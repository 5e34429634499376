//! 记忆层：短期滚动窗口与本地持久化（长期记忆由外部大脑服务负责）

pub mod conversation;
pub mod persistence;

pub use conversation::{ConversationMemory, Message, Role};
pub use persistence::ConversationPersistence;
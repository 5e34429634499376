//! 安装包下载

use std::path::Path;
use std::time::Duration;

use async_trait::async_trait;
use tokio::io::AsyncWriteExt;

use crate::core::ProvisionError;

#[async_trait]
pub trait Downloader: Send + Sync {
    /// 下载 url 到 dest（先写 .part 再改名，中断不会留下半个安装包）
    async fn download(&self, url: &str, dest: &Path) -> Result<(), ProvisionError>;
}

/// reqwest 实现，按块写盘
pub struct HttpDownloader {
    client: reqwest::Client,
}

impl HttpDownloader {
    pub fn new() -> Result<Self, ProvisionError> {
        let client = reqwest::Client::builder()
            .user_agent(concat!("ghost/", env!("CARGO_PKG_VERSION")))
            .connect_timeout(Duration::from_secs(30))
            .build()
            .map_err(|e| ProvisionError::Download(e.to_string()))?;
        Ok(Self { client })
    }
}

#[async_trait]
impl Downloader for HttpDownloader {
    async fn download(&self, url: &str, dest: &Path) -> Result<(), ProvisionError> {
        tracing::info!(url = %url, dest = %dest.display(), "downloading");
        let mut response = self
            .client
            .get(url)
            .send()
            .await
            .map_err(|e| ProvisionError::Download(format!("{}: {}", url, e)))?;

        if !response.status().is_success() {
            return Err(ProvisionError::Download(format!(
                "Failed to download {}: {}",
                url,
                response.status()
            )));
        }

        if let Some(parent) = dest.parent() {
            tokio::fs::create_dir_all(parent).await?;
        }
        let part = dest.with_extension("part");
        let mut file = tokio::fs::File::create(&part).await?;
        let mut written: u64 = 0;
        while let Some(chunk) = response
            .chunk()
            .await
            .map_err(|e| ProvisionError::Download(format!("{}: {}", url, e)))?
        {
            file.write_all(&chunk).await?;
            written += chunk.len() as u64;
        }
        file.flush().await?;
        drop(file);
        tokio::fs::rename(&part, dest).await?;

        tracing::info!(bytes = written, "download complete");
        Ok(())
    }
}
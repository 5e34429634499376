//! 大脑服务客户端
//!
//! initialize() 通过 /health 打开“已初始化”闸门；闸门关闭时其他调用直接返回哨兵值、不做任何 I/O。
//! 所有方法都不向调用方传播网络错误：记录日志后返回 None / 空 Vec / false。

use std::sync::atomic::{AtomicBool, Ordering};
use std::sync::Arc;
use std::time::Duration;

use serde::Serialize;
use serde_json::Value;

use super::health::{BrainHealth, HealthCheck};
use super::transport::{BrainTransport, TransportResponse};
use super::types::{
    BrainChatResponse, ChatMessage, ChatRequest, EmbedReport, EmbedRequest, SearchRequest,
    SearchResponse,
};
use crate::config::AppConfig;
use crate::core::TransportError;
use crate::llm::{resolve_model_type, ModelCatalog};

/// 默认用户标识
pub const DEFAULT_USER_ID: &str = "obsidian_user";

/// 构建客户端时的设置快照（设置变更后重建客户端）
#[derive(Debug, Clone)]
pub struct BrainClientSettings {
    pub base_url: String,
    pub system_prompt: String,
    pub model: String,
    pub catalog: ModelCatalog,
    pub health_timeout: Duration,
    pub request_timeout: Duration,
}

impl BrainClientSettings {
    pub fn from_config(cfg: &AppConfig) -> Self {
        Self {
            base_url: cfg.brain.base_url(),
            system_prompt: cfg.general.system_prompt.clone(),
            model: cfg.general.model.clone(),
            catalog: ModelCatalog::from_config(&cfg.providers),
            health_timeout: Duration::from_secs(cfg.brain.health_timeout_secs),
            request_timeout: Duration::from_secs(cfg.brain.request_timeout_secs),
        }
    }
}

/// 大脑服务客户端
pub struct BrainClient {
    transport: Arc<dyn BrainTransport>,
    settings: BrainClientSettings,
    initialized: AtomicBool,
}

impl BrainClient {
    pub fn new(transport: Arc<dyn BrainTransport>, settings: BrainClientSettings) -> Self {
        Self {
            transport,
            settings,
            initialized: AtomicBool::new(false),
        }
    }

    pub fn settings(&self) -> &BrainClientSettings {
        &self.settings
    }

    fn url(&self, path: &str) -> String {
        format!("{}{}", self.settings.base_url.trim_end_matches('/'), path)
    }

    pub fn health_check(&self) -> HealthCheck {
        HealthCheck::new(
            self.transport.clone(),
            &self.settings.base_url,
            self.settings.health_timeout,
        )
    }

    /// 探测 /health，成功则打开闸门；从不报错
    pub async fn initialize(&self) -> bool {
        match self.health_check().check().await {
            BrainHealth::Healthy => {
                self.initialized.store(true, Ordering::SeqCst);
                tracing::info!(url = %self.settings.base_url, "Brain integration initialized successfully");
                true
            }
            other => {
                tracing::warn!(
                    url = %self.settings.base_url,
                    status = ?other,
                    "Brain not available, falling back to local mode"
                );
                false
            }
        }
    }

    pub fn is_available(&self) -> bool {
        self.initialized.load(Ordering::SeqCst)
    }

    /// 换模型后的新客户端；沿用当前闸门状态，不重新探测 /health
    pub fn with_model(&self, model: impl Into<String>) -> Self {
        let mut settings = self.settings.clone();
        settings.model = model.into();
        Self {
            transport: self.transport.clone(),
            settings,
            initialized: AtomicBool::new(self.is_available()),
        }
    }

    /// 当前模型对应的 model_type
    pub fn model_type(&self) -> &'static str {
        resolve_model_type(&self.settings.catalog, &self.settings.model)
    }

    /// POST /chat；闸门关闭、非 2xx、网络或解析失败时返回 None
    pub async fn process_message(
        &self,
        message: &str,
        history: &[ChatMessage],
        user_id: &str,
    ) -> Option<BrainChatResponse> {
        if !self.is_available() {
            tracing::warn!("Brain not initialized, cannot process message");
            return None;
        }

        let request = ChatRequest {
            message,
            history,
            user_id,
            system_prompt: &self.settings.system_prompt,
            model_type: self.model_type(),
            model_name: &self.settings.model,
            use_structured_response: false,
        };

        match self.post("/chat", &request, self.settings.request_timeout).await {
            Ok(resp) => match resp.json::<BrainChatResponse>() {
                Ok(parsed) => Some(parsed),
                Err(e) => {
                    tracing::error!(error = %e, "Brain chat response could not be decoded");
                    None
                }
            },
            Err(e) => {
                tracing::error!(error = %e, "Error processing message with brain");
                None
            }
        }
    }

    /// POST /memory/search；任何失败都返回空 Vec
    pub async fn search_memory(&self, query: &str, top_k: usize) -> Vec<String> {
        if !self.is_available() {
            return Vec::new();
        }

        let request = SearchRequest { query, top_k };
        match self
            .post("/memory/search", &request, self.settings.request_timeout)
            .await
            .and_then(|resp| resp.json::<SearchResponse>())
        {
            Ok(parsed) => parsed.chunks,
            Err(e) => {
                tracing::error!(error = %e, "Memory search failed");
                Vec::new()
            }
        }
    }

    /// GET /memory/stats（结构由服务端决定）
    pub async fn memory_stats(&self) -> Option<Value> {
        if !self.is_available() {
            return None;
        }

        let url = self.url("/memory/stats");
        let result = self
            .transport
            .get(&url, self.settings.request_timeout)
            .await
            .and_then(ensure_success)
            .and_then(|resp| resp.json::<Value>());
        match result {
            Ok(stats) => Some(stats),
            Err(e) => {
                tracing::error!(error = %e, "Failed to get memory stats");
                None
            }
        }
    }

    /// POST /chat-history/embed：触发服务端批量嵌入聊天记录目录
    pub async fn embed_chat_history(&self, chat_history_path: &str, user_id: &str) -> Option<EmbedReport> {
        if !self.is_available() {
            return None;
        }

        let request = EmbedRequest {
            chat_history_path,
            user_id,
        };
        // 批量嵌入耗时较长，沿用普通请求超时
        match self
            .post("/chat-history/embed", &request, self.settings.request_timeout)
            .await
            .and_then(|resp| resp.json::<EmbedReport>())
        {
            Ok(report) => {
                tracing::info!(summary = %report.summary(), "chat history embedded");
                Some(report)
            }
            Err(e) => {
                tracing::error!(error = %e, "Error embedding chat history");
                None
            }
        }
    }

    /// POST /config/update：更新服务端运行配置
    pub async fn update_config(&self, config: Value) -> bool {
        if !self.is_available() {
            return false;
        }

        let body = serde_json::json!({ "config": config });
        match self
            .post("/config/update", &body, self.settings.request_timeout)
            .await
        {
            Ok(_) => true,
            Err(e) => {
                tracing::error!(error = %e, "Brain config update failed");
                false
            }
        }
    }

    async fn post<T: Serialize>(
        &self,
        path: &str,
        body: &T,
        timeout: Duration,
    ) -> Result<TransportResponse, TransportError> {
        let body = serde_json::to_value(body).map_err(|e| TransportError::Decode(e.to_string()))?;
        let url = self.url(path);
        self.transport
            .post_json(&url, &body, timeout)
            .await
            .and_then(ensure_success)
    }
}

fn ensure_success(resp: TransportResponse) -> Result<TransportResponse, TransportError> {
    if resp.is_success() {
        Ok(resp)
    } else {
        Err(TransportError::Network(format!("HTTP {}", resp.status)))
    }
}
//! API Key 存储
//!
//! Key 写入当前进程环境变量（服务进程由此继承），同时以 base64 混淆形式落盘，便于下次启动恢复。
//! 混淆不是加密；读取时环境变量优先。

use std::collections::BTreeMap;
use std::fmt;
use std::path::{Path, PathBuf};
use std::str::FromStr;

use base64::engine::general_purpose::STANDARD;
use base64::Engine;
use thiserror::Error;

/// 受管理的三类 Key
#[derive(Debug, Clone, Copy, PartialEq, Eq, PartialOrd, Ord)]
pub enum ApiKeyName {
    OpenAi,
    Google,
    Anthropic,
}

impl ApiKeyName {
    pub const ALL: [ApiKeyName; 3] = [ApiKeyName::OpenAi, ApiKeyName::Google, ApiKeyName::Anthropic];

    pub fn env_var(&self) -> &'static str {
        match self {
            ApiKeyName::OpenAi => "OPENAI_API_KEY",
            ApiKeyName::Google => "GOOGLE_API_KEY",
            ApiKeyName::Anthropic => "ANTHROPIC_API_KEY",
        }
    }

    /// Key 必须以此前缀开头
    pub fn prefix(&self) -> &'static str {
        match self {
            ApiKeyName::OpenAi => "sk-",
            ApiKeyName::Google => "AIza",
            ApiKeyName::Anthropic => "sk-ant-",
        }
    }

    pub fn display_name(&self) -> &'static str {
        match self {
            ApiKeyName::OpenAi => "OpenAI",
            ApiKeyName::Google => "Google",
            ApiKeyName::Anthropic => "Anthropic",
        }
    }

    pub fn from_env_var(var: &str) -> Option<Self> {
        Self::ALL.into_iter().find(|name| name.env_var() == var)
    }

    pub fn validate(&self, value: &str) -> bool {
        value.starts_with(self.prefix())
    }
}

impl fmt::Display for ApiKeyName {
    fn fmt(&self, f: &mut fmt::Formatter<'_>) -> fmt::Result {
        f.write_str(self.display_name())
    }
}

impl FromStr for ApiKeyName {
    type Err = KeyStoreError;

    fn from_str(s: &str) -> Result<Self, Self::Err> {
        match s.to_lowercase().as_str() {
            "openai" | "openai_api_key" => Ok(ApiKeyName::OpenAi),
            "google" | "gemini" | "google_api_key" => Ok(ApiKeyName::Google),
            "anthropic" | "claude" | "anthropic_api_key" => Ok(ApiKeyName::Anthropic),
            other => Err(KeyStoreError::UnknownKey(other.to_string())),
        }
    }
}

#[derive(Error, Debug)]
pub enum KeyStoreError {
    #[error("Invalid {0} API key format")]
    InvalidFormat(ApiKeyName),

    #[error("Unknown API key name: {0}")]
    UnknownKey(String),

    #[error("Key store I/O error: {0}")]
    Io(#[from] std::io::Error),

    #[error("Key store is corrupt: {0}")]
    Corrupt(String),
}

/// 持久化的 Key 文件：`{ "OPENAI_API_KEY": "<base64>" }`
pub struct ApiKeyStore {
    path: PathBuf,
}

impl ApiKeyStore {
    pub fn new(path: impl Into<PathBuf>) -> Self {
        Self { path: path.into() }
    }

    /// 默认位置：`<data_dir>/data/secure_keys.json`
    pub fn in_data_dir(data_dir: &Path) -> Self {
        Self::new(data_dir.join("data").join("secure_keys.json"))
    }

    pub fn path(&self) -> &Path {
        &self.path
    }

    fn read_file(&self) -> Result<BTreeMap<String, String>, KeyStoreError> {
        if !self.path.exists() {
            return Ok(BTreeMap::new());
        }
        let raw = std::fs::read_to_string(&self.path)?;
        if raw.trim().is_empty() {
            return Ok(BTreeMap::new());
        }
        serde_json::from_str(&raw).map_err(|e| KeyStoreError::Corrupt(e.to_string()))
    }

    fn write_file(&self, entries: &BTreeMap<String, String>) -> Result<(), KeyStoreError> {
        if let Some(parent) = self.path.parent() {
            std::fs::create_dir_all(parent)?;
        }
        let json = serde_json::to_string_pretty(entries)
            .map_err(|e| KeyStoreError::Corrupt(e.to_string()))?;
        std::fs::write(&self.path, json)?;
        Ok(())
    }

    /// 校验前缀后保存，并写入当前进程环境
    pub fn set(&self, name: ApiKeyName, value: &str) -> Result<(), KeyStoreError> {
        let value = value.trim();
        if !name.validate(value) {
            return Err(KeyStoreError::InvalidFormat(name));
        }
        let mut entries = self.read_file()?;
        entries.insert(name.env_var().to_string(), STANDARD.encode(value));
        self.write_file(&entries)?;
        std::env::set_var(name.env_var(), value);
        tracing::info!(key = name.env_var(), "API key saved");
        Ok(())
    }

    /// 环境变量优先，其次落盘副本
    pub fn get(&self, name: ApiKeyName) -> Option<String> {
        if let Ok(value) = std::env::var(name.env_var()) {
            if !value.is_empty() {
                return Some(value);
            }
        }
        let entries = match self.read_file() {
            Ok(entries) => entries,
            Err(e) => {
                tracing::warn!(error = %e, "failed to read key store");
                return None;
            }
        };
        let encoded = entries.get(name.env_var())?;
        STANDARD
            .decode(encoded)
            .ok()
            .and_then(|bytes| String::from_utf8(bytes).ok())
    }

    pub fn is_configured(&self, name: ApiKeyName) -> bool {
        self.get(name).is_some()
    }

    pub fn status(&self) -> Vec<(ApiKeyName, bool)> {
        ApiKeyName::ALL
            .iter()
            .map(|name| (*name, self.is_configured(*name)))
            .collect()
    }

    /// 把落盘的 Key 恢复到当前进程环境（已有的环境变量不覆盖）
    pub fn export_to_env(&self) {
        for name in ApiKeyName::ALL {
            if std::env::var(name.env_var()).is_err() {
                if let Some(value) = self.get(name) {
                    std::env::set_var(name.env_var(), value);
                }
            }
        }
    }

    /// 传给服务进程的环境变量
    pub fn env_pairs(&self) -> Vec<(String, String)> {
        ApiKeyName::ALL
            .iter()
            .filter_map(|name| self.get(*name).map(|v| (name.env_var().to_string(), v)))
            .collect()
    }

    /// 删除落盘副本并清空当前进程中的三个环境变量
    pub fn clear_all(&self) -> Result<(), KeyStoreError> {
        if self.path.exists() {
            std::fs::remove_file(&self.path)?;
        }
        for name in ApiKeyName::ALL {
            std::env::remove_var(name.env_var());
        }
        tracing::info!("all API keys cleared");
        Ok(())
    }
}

> AIM OF THE TASK
Show the lines above that have the word "BrainClientSettings".

> EXERCISE SOLUTION
pub struct BrainClientSettings {
impl BrainClientSettings {
    settings: BrainClientSettings,
    pub fn new(transport: Arc<dyn BrainTransport>, settings: BrainClientSettings) -> Self {
    pub fn settings(&self) -> &BrainClientSettings {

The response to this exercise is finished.